2) Your ACB is $40. If you sell the shares later and the FMV increases then you will have a capital gain too.
*
Public co* Same but you add the taxable benefit when you exercise the option. 

http://www.taxplanningguide.ca/tax-planning-guide/section-1-businesses/the-taxation-stock-options/

https://www.canada.ca/content/dam/cra-arc/formspubs/pbg/t1135/t1135-17e.pdf


----------



## beardless_bard (May 7, 2018)

Thank you for the response, Jimmy. 

I understand how to calculate the ACB in case when options are excercised. However, I am not clear what is the value I am supposed to use for the purpose of reporting on T1135. 

The CRA website says:
9. Is the $100,000 threshold based on the fair market value of the property?
No, it is based on the cost amount. The cost amount is defined in subsection 248(1) of the Income Tax Act and generally is the adjusted cost base and not the fair market value.

Some of the resources that I could find mention that I should use the strike price * number of options. In my example, $20 * 5000 = 10000 USD. I am curious if the FMV has any effect here?

For example, what if I only have 2500 options vested to date, with strike price of $20. However, the FMV is $40. Should I file then?


----------



## Numbersman61 (Jan 26, 2015)

Here is a link to a CRA ruling
https://taxinterpretations.com/cra/severed-letters/2014-0529281e5
To be safe, I would report the stock options on the form 1135


----------



## gardner (Feb 13, 2014)

That interpretation is not very satisfying. If I have paid $100K for a lot of McDonalds shares, I will have to do a T1135 and if I hold some options in the company I work for, these are reportable on that T1135. Fine.

But this interpretation fails to answer if the options contribute to the $100K (or $250K) thresholds, and if so how. The stock options generally do not *cost* anything at all and even if you use the FMV-when-granted, that may not be enough to reach $100K since they may well have been out-of-the-money or at least worth a lot less at that time. If these options are the ONLY foreign holdings and the *cost* is below $100K, then my instinct is that a T1135 is not needed.

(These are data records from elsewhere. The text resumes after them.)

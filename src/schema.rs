//! Diesel table definitions for the tables this core owns outright (the
//! append-only logs, devices, settings, lists, sync groups, sessions) plus
//! the narrow mirror of the host's podcast/episode catalog that the
//! subscription and episode-action engines maintain referential integrity
//! against (see §4.9's cascade order).

table! {
    device (id) {
        id -> Int8,
        user_id -> Int8,
        name -> Text,
        kind -> Text,
        caption -> Nullable<Text>,
        active -> Bool,
        last_sync -> Timestamptz,
        created_at -> Timestamptz,
    }
}

table! {
    subscription_event (id) {
        id -> Int8,
        user_id -> Int8,
        device_id -> Int8,
        podcast_url -> Text,
        action -> Text,
        ts -> Int8,
    }
}

table! {
    podcast (id) {
        id -> Int8,
        user_id -> Int8,
        feed_url -> Text,
        title -> Text,
        description -> Nullable<Text>,
        image_url -> Nullable<Text>,
        link_url -> Nullable<Text>,
        language -> Nullable<Text>,
        last_retrieved_at -> Timestamptz,
    }
}

table! {
    episode (id) {
        id -> Int8,
        podcast_id -> Int8,
        user_id -> Int8,
        episode_url -> Text,
        guid -> Nullable<Text>,
        title -> Nullable<Text>,
        published_at -> Nullable<Timestamptz>,
    }
}

table! {
    episode_action (id) {
        id -> Int8,
        user_id -> Int8,
        device_id -> Nullable<Int8>,
        podcast_url -> Text,
        episode_url -> Text,
        action -> Text,
        ts -> Int8,
        started -> Nullable<Int4>,
        position -> Nullable<Int4>,
        total -> Nullable<Int4>,
    }
}

table! {
    setting (id) {
        id -> Int8,
        user_id -> Int8,
        scope -> Text,
        device_id -> Nullable<Int8>,
        podcast_url -> Nullable<Text>,
        episode_url -> Nullable<Text>,
        key -> Text,
        value_json -> Text,
        updated_at -> Timestamptz,
    }
}

table! {
    podcast_list (id) {
        id -> Int8,
        user_id -> Int8,
        name -> Text,
        title -> Text,
        created_at -> Timestamptz,
    }
}

table! {
    podcast_list_entry (id) {
        id -> Int8,
        list_id -> Int8,
        podcast_url -> Text,
        position -> Int4,
    }
}

table! {
    sync_group (id) {
        id -> Int8,
        user_id -> Int8,
        device_a_id -> Int8,
        device_b_id -> Int8,
    }
}

table! {
    session (token) {
        token -> Text,
        user_id -> Int8,
        expires_at -> Timestamptz,
        last_active -> Timestamptz,
        user_agent -> Nullable<Text>,
        client_ip -> Nullable<Text>,
    }
}

table! {
    listen_history (id) {
        id -> Int8,
        user_id -> Int8,
        episode_id -> Int8,
        position_seconds -> Int4,
        updated_at -> Timestamptz,
    }
}

table! {
    download_state (id) {
        id -> Int8,
        user_id -> Int8,
        episode_id -> Int8,
        downloaded -> Bool,
        updated_at -> Timestamptz,
    }
}

table! {
    episode_favorite (id) {
        id -> Int8,
        user_id -> Int8,
        episode_id -> Int8,
        favorited -> Bool,
        played -> Bool,
        updated_at -> Timestamptz,
    }
}

table! {
    playlist_entry (id) {
        id -> Int8,
        user_id -> Int8,
        episode_id -> Int8,
        position -> Int4,
    }
}

joinable!(subscription_event -> device (device_id));
joinable!(episode -> podcast (podcast_id));
joinable!(podcast_list_entry -> podcast_list (list_id));
joinable!(listen_history -> episode (episode_id));
joinable!(download_state -> episode (episode_id));
joinable!(episode_favorite -> episode (episode_id));
joinable!(playlist_entry -> episode (episode_id));

allow_tables_to_appear_in_same_query!(
    device,
    subscription_event,
    podcast,
    episode,
    episode_action,
    setting,
    podcast_list,
    podcast_list_entry,
    sync_group,
    session,
    listen_history,
    download_state,
    episode_favorite,
    playlist_entry,
);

On the other hand, other than the hassle of doing it there is no apparent downside to filing even if you don't "need to". Maybe the safe thing is just to file one. The penalties for omitting are really severe


----------



## Numbersman61 (Jan 26, 2015)

gardner said:


> That interpretation is not very satisfying. If I have paid $100K for a lot of McDonalds shares, I will have to do a T1135 and if I hold some options in the company I work for, these are reportable on that T1135. Fine.
> 
> But this interpretation fails to answer if the options contribute to the $100K (or $250K) thresholds, and if so how. The stock options generally do not *cost* anything at all and even if you use the FMV-when-granted, that may not be enough to reach $100K since they may well have been out-of-the-money or at least worth a lot less at that time. If these options are the ONLY foreign holdings and the *cost* is below $100K, then my instinct is that a T1135 is not needed.
> 
> On the other hand, other than the hassle of doing it there is no apparent downside to filing even if you don't "need to". Maybe the safe thing is just to file one. The penalties for omitting are really severe


Exactly my feelings. When in doubt, report.


----------



## AltaRed (Jun 8, 2009)

Numbersman61 said:


> Exactly my feelings. When in doubt, report.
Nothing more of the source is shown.